I searched DM's Guild content for 'halfling' and 'elf'. There are 371 items compared to 699 for elf. That seems to be a fair amount.
 

I have never been happy with the chokehold that Tolkien races have on the game. I wouldn’t mind seeing elves and dwarves get the boot too. Have a race section that isn’t shackled to dead authors is my goal.

I'd have to look up when I polled this, but I'm quite sure those races you don't want, are hands down the favorite of the majority.
 

It seems to me that Halflings are archetypes of the common folk (usually pastoral). That is probably why Tolkien made them up. I don't see any other race/species can be used in that niche.

Certainly, I can't imagine Merry the Morris Dancer (Monk) with his in your face attitute being anything other than a Halfling.
Yeah my halfling postman (monk/ranger) has to be a halfling. His story is that he was the most skilled martial arts student of his gen. He noticed first that they were being trained to protect the town, get people hidden who could t fight, etc, and started helping teach by the time he was 13.

Eventually, he met someone, they decided to get married, and agreed to wander for a year first, and come back home for good afterward.

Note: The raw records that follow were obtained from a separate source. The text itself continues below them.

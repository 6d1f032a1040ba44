// Copyright (c) 2025, The Ruskit Authors
// MIT License
// All rights reserved.

//! # Exchange Kinds
//!
//! The AMQP client declares the listener's exchange before binding queues to it.
//! This module names the exchange types it can declare.

use serde::Deserialize;

/// Represents the types of exchanges the AMQP client can declare.
///
/// - Direct: exact match of routing keys
/// - Fanout: every bound queue, routing keys ignored
/// - Topic: wildcard pattern matching of routing keys (`*`, `#`)
/// - Headers: header values instead of routing keys
#[derive(Debug, Clone, Default, PartialEq, Eq, Deserialize)]
#[serde(rename_all = "lowercase")]
pub enum ExchangeKind {
    Direct,
    Fanout,
    #[default]
    Topic,
    Headers,
}

impl From<&ExchangeKind> for lapin::ExchangeKind {
    fn from(kind: &ExchangeKind) -> lapin::ExchangeKind {
        match kind {
            ExchangeKind::Direct => lapin::ExchangeKind::Direct,
            ExchangeKind::Fanout => lapin::ExchangeKind::Fanout,
            ExchangeKind::Headers => lapin::ExchangeKind::Headers,
            ExchangeKind::Topic => lapin::ExchangeKind::Topic,
        }
    }
}
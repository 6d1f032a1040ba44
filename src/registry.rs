// Copyright (c) 2025, The Ruskit Authors
// MIT License
// All rights reserved.

//! # Handler Registration Table
//!
//! Maps queue name to routing key to handler. Queue names are also kept in a
//! separate list in first-seen order so setup always runs in registration order.

use crate::handler::ConsumerHandler;
use std::{collections::HashMap, sync::Arc};

/// Registration table of (queue, routing key) to handler.
///
/// A queue appears in the ordered list iff it has at least one handler.
#[derive(Default, Clone)]
pub struct Registry {
    order: Vec<String>,
    handlers: HashMap<String, HashMap<String, Arc<dyn ConsumerHandler>>>,
}

impl Registry {
    /// Registers `handler` for (`queue`, `key`). A second registration of the
    /// same pair replaces the first.
    pub fn register(&mut self, queue: &str, key: &str, handler: Arc<dyn ConsumerHandler>) {
        let keys = self.handlers.entry(queue.to_owned()).or_insert_with(|| {
            self.order.push(queue.to_owned());
            HashMap::default()
        });

        keys.insert(key.to_owned(), handler);
    }

    /// Queue names in registration order.
    pub fn queues(&self) -> &[String] {
        &self.order
    }

    /// Routing keys registered on `queue`, sorted.
    pub fn keys(&self, queue: &str) -> Vec<String> {
        let mut keys: Vec<String> = self
            .handlers
            .get(queue)
            .map(|keys| keys.keys().cloned().collect())
            .unwrap_or_default();
        keys.sort();
        keys
    }

    /// Handler registered for (`queue`, `key`), if any.
    pub fn lookup(&self, queue: &str, key: &str) -> Option<Arc<dyn ConsumerHandler>> {
        self.handlers.get(queue)?.get(key).cloned()
    }

    pub fn is_empty(&self) -> bool {
        self.order.is_empty()
    }
}

#[cfg(test)]
mod tests {
    use super::*;
    use crate::handler::NoopHandler;

    fn noop() -> Arc<dyn ConsumerHandler> {
        Arc::new(NoopHandler)
    }

    #[test]
    fn keeps_first_seen_queue_order() {
        let mut registry = Registry::default();
        registry.register("q2", "a", noop());
        registry.register("q1", "a", noop());
        registry.register("q2", "b", noop());
        registry.register("q3", "a", noop());

        assert_eq!(registry.queues(), ["q2", "q1", "q3"]);
    }

    #[test]
    fn last_registration_wins() {
        let first = noop();
        let second = noop();

        let mut registry = Registry::default();
        registry.register("orders", "created", first.clone());
        registry.register("orders", "created", second.clone());

        let found = registry.lookup("orders", "created").unwrap();
        assert!(Arc::ptr_eq(&found, &second));
        assert!(!Arc::ptr_eq(&found, &first));
        assert_eq!(registry.queues(), ["orders"]);
        assert_eq!(registry.keys("orders"), ["created"]);
    }

    #[test]
    fn lookup_misses_unknown_queue_or_key() {
        let mut registry = Registry::default();
        registry.register("orders", "created", noop());

        assert!(registry.lookup("orders", "deleted").is_none());
        assert!(registry.lookup("users", "created").is_none());
        assert!(registry.keys("users").is_empty());
    }

    #[test]
    fn keys_are_sorted() {
        let mut registry = Registry::default();
        registry.register("orders", "updated", noop());
        registry.register("orders", "created", noop());
        registry.register("orders", "orders.#", noop());

        assert_eq!(registry.keys("orders"), ["created", "orders.#", "updated"]);
    }
}
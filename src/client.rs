// Copyright (c) 2025, The Ruskit Authors
// MIT License
// All rights reserved.

//! # Broker Client Contract
//!
//! The listener does not talk to the broker itself. It drives a [`BusClient`]
//! obtained from a [`Connector`], both injected at construction time so they
//! can be swapped for the lapin-backed implementation in [`crate::amqp`] or for
//! a test double.

use crate::{
    errors::{HandlerError, ListenerError},
    message::{ErrorMetadata, Message, MessageFields},
};
use async_trait::async_trait;
use futures_util::future::BoxFuture;
#[cfg(test)]
use mockall::automock;
use std::sync::Arc;

/// Callback the client invokes once per inbound message on a consumed queue.
///
/// The returned future's result is the handler's completion; the client owns
/// the acknowledgement policy applied to it.
pub type ConsumeCallback =
    Arc<dyn Fn(Message, MessageFields) -> BoxFuture<'static, Result<(), HandlerError>> + Send + Sync>;

/// Callback the client invokes for every runtime error it observes.
pub type ErrorCallback = Arc<dyn Fn(&ListenerError, &ErrorMetadata) + Send + Sync>;

/// Handle returned by `Listener::listen`: the connected client.
pub type ConnectionHandle = Arc<dyn BusClient>;

/// Operations the listener needs from a connected broker client.
#[cfg_attr(test, automock)]
#[async_trait]
pub trait BusClient: Send + Sync {
    /// Ensures `exchange` and `queue` exist and `queue` is bound to `exchange` with `key`.
    async fn setup_queue(&self, exchange: &str, queue: &str, key: &str) -> Result<(), ListenerError>;

    /// Starts delivering messages from `queue` to `callback`.
    async fn consume(&self, queue: &str, callback: ConsumeCallback) -> Result<(), ListenerError>;

    /// Subscribes to runtime errors raised by the client.
    fn on_error(&self, callback: ErrorCallback);
}

/// Opens client connections to a broker URL.
#[cfg_attr(test, automock)]
#[async_trait]
pub trait Connector: Send + Sync {
    async fn connect(&self, url: &str) -> Result<ConnectionHandle, ListenerError>;
}
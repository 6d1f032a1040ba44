// Copyright (c) 2025, The Ruskit Authors
// MIT License
// All rights reserved.

//! # AMQP Delivery Processing
//!
//! Turns one lapin delivery into a `Message`/`MessageFields` pair, runs the
//! consume callback inside a consumer span and settles the delivery: ack when
//! the callback succeeds, nack when it fails.

use crate::{
    client::ConsumeCallback,
    errors::ListenerError,
    message::{Message, MessageFields},
    otel,
};
use lapin::{
    message::Delivery,
    options::{BasicAckOptions, BasicNackOptions},
    protocol::basic::AMQPProperties,
};
use opentelemetry::{
    global::BoxedTracer,
    trace::{Span, Status},
};
use std::borrow::Cow;
use tracing::{debug, error, warn};

/// Processes a single delivery received on `consumer_tag`.
///
/// # Parameters
/// * `tracer` - OpenTelemetry tracer for the consumer span
/// * `delivery` - The delivery to process
/// * `consumer_tag` - Tag of the consumer that received the delivery
/// * `callback` - The queue's consume callback
/// * `requeue` - Whether failed deliveries go back to the queue
///
/// # Returns
/// Ok(()) once the delivery is settled, or the ack/nack error
pub(crate) async fn consume(
    tracer: &BoxedTracer,
    delivery: &Delivery,
    consumer_tag: &str,
    callback: &ConsumeCallback,
    requeue: bool,
) -> Result<(), ListenerError> {
    let fields = MessageFields {
        routing_key: delivery.routing_key.to_string(),
        exchange: delivery.exchange.to_string(),
        delivery_tag: delivery.delivery_tag,
        redelivered: delivery.redelivered,
        consumer_tag: consumer_tag.to_owned(),
    };
    let message = to_message(&delivery.data, &delivery.properties);

    let (_ctx, mut span) = otel::consumer_span(&delivery.properties, tracer, &fields.routing_key);

    debug!(
        "received: {} - exchange: {}",
        fields.routing_key, fields.exchange
    );

    let result = callback(message, fields).await;

    if let Err(err) = result {
        warn!(error = err.to_string(), "error whiling handling msg");
        span.record_error(&err);
        span.set_status(Status::Error {
            description: Cow::from("handler failure"),
        });

        return match delivery
            .nack(BasicNackOptions {
                multiple: false,
                requeue,
            })
            .await
        {
            Ok(_) => Ok(()),
            Err(e) => {
                error!("error whiling nack msg");
                span.record_error(&e);
                Err(ListenerError::NackMessageError)
            }
        };
    }

    debug!("message successfully processed");
    match delivery.ack(BasicAckOptions { multiple: false }).await {
        Err(e) => {
            error!("error whiling ack msg");
            span.record_error(&e);
            span.set_status(Status::Error {
                description: Cow::from("error to ack msg"),
            });
            Err(ListenerError::AckMessageError)
        }
        _ => {
            span.set_status(Status::Ok);
            Ok(())
        }
    }
}

/// Copies the payload and the properties the listener exposes.
pub(crate) fn to_message(data: &[u8], props: &AMQPProperties) -> Message {
    Message {
        payload: data.to_vec(),
        content_type: props.content_type().as_ref().map(|v| v.to_string()),
        message_id: props.message_id().as_ref().map(|v| v.to_string()),
    }
}
// Copyright (c) 2025, The Ruskit Authors
// MIT License
// All rights reserved.

//! # Message Handlers
//!
//! A handler processes one message and reports completion. Handlers for distinct
//! messages may run concurrently, so implementations must be `Send + Sync` and
//! must not rely on state shared across invocations.

use crate::{
    errors::HandlerError,
    message::{Message, MessageFields},
};
use async_trait::async_trait;
use std::future::Future;

/// Processes messages delivered for a (queue, routing key) registration.
#[async_trait]
pub trait ConsumerHandler: Send + Sync {
    /// Handles a single message.
    ///
    /// The returned result is passed untouched to the broker client, which
    /// decides how to acknowledge the delivery.
    async fn exec(&self, message: &Message, fields: &MessageFields) -> Result<(), HandlerError>;
}

/// Handler backed by an async closure. Built with [`handler_fn`].
pub struct FnHandler<F> {
    f: F,
}

/// Wraps an async closure into a [`ConsumerHandler`].
///
/// # Example
/// ```
/// use amqp_listener::handler::handler_fn;
///
/// let handler = handler_fn(|message, _fields| async move {
///     println!("{} bytes", message.payload.len());
///     Ok(())
/// });
/// ```
pub fn handler_fn<F, Fut>(f: F) -> FnHandler<F>
where
    F: Fn(Message, MessageFields) -> Fut + Send + Sync,
    Fut: Future<Output = Result<(), HandlerError>> + Send,
{
    FnHandler { f }
}

#[async_trait]
impl<F, Fut> ConsumerHandler for FnHandler<F>
where
    F: Fn(Message, MessageFields) -> Fut + Send + Sync,
    Fut: Future<Output = Result<(), HandlerError>> + Send,
{
    async fn exec(&self, message: &Message, fields: &MessageFields) -> Result<(), HandlerError> {
        (self.f)(message.clone(), fields.clone()).await
    }
}

/// Stand-in used for routing keys nobody registered: completes immediately.
pub struct NoopHandler;

#[async_trait]
impl ConsumerHandler for NoopHandler {
    async fn exec(&self, _: &Message, _: &MessageFields) -> Result<(), HandlerError> {
        Ok(())
    }
}

#[cfg(test)]
mod tests {
    use super::*;
    use std::sync::{
        atomic::{AtomicUsize, Ordering},
        Arc,
    };

    #[tokio::test]
    async fn fn_handler_receives_message_and_fields() {
        let seen = Arc::new(AtomicUsize::new(0));
        let counter = seen.clone();
        let handler = handler_fn(move |message: Message, fields: MessageFields| {
            let counter = counter.clone();
            async move {
                assert_eq!(message.payload, b"payload".to_vec());
                assert_eq!(fields.routing_key, "orders.created");
                counter.fetch_add(1, Ordering::SeqCst);
                Ok(())
            }
        });

        let result = handler
            .exec(
                &Message::new("payload"),
                &MessageFields::with_routing_key("orders.created"),
            )
            .await;

        assert_eq!(result, Ok(()));
        assert_eq!(seen.load(Ordering::SeqCst), 1);
    }

    #[tokio::test]
    async fn fn_handler_propagates_failure() {
        let handler = handler_fn(|_, _| async { Err(HandlerError::Failed("boom".to_owned())) });

        let result = handler
            .exec(&Message::default(), &MessageFields::default())
            .await;

        assert_eq!(result, Err(HandlerError::Failed("boom".to_owned())));
    }

    #[tokio::test]
    async fn noop_completes_successfully() {
        let result = NoopHandler
            .exec(&Message::default(), &MessageFields::default())
            .await;
        assert_eq!(result, Ok(()));
    }
}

I’m not gonna make a gnome or a human with that story. That’s a halfling.
 


1. Pushing out halflings specifically was never a goal. It was always about pushing out dead weight.

2. Halflings have never gained any traction in the game. Not really. Every new setting completely rewrites them in a vain attempt to try and they still are not played as often as other races.

3. The two new races added to DnD have both proven fantastically popular even considering that Dragonborn are covered in 4e cooties.
I thought Dragonborn were a 3e thing. (though might be thinking of Half-Dragon, which to me is pretty much the same anyway)
But again I repeat that it’s more to do with the stranglehold of Tolkien.
There's our difference, then: I'd rather that hold be tightened rather than loosened or removed. :)
Half orcs are getting the boot and there’s barely a hint of pushback. Half elves get the same treatment and it’s hundreds of pages of argument.

Even the idea of pushing out gnomes doesn’t really get much of a reaction.
Half-Orcs and Gnomes, though each having their strong supporters, have never been all that broadly popular over the years. Half-Elves, on the other hand, are consistently hella popular regardless of edition. No surprise that removing them is generating widespread squawks.
 


I thought Dragonborn were a 3e thing. (though might be thinking of Half-Dragon, which to me is pretty much the same anyway)
Original Dragonborn were a 3.5E thing, but original Dragonborn were.... Weird. As in "You're some other race who's turned into as a platnium dragon-person due to Bahamut devotion and will lose the form if you ever comit an evil act".
 

This is why you get such vociferous pushback.

The game isn’t “shackled to dead authors”, people like elves and dwarves.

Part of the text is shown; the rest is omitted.